* Exercise aim
Here are some records. Transcribe all of them exactly.
******
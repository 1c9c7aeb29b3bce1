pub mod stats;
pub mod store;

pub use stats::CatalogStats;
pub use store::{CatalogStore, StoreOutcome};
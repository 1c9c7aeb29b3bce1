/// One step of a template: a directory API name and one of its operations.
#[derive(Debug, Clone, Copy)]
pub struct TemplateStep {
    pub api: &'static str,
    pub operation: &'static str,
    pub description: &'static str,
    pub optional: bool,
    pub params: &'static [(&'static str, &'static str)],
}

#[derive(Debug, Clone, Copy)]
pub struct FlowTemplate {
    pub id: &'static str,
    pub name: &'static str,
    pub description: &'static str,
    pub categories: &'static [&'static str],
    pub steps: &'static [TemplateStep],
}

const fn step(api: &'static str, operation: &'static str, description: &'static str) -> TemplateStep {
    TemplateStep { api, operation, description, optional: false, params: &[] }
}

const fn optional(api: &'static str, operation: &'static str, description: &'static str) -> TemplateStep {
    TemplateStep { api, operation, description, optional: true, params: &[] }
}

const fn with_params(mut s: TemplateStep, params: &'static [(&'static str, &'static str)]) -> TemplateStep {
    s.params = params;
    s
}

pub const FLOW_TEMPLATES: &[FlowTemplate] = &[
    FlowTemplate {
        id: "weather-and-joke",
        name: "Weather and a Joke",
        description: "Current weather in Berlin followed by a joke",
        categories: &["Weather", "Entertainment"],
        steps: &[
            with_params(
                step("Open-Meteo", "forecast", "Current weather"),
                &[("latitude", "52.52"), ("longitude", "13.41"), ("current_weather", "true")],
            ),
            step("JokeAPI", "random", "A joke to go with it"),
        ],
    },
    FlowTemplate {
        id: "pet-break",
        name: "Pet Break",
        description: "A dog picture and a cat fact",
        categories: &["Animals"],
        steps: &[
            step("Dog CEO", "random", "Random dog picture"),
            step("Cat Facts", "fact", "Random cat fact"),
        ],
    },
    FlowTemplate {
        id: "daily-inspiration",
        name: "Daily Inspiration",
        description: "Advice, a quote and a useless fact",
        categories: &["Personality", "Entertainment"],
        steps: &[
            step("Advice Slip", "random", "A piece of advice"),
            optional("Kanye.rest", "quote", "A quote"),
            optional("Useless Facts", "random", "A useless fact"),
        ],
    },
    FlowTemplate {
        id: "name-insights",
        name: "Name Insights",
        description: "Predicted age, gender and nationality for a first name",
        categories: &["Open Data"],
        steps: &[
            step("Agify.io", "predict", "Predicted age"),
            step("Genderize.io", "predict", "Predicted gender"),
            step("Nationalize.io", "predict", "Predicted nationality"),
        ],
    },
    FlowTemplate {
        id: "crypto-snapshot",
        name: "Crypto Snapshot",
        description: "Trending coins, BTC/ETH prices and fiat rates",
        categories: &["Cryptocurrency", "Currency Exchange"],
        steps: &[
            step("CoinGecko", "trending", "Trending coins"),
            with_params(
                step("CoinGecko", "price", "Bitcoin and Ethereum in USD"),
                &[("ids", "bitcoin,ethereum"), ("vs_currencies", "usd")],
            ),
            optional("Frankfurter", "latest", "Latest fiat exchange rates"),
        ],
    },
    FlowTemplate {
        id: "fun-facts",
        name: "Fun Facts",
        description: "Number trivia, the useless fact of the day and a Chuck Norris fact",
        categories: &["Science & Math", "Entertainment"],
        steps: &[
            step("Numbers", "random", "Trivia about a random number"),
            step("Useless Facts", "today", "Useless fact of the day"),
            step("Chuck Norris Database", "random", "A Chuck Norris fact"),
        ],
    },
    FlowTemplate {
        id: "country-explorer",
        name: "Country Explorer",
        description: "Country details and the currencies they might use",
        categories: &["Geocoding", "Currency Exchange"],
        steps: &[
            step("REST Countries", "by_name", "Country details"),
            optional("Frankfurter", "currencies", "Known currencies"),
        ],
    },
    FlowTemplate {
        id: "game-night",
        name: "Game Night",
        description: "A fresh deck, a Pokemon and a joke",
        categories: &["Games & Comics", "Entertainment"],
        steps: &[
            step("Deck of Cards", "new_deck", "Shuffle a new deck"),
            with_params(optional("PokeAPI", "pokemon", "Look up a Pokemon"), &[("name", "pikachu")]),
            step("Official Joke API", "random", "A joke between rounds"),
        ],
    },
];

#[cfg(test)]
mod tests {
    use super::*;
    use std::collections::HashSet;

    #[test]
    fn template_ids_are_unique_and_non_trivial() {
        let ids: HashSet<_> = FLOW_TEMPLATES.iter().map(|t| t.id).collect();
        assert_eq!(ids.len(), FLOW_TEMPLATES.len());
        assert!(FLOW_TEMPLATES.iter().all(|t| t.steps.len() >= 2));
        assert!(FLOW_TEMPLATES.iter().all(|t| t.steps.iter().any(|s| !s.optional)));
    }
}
******
* Result of this task
repository 1c9c7aeb29b3bce1
pub mod stats;
pub mod store;

pub use stats::CatalogStats;
pub use store::{CatalogStore, StoreOutcome};
repository 1c9c7aeb29b3bce1
/// One step of a template: a directory API name and one of its operations.
#[derive(Debug, Clone, Copy)]
pub struct TemplateStep {
    pub api: &'static str,
    pub operation: &'static str,
    pub description: &'static str,
    pub optional: bool,
    pub params: &'static [(&'static str, &'static str)],
}

#[derive(Debug, Clone, Copy)]
pub struct FlowTemplate {
    pub id: &'static str,
    pub name: &'static str,
    pub description: &'static str,
    pub categories: &'static [&'static str],
    pub steps: &'static [TemplateStep],
}

const fn step(api: &'static str, operation: &'static str, description: &'static str) -> TemplateStep {
    TemplateStep { api, operation, description, optional: false, params: &[] }
}

const fn optional(api: &'static str, operation: &'static str, description: &'static str) -> TemplateStep {
    TemplateStep { api, operation, description, optional: true, params: &[] }
}

const fn with_params(mut s: TemplateStep, params: &'static [(&'static str, &'static str)]) -> TemplateStep {
    s.params = params;
    s
}

pub const FLOW_TEMPLATES: &[FlowTemplate] = &[
    FlowTemplate {
        id: "weather-and-joke",
        name: "Weather and a Joke",
        description: "Current weather in Berlin followed by a joke",
        categories: &["Weather", "Entertainment"],
        steps: &[
            with_params(
                step("Open-Meteo", "forecast", "Current weather"),
                &[("latitude", "52.52"), ("longitude", "13.41"), ("current_weather", "true")],
            ),
            step("JokeAPI", "random", "A joke to go with it"),
        ],
    },
    FlowTemplate {
        id: "pet-break",
        name: "Pet Break",
        description: "A dog picture and a cat fact",
        categories: &["Animals"],
        steps: &[
            step("Dog CEO", "random", "Random dog picture"),
            step("Cat Facts", "fact", "Random cat fact"),
        ],
    },
    FlowTemplate {
        id: "daily-inspiration",
        name: "Daily Inspiration",
        description: "Advice, a quote and a useless fact",
        categories: &["Personality", "Entertainment"],
        steps: &[
            step("Advice Slip", "random", "A piece of advice"),
            optional("Kanye.rest", "quote", "A quote"),
            optional("Useless Facts", "random", "A useless fact"),
        ],
    },
    FlowTemplate {
        id: "name-insights",
        name: "Name Insights",
        description: "Predicted age, gender and nationality for a first name",
        categories: &["Open Data"],
        steps: &[
            step("Agify.io", "predict", "Predicted age"),
            step("Genderize.io", "predict", "Predicted gender"),
            step("Nationalize.io", "predict", "Predicted nationality"),
        ],
    },
    FlowTemplate {
        id: "crypto-snapshot",
        name: "Crypto Snapshot",
        description: "Trending coins, BTC/ETH prices and fiat rates",
        categories: &["Cryptocurrency", "Currency Exchange"],
        steps: &[
            step("CoinGecko", "trending", "Trending coins"),
            with_params(
                step("CoinGecko", "price", "Bitcoin and Ethereum in USD"),
                &[("ids", "bitcoin,ethereum"), ("vs_currencies", "usd")],
            ),
            optional("Frankfurter", "latest", "Latest fiat exchange rates"),
        ],
    },
    FlowTemplate {
        id: "fun-facts",
        name: "Fun Facts",
        description: "Number trivia, the useless fact of the day and a Chuck Norris fact",
        categories: &["Science & Math", "Entertainment"],
        steps: &[
            step("Numbers", "random", "Trivia about a random number"),
            step("Useless Facts", "today", "Useless fact of the day"),
            step("Chuck Norris Database", "random", "A Chuck Norris fact"),
        ],
    },
    FlowTemplate {
        id: "country-explorer",
        name: "Country Explorer",
        description: "Country details and the currencies they might use",
        categories: &["Geocoding", "Currency Exchange"],
        steps: &[
            step("REST Countries", "by_name", "Country details"),
            optional("Frankfurter", "currencies", "Known currencies"),
        ],
    },
    FlowTemplate {
        id: "game-night",
        name: "Game Night",
        description: "A fresh deck, a Pokemon and a joke",
        categories: &["Games & Comics", "Entertainment"],
        steps: &[
            step("Deck of Cards", "new_deck", "Shuffle a new deck"),
            with_params(optional("PokeAPI", "pokemon", "Look up a Pokemon"), &[("name", "pikachu")]),
            step("Official Joke API", "random", "A joke between rounds"),
        ],
    },
];

#[cfg(test)]
mod tests {
    use super::*;
    use std::collections::HashSet;

    #[test]
    fn template_ids_are_unique_and_non_trivial() {
        let ids: HashSet<_> = FLOW_TEMPLATES.iter().map(|t| t.id).collect();
        assert_eq!(ids.len(), FLOW_TEMPLATES.len());
        assert!(FLOW_TEMPLATES.iter().all(|t| t.steps.len() >= 2));
        assert!(FLOW_TEMPLATES.iter().all(|t| t.steps.iter().any(|s| !s.optional)));
    }
}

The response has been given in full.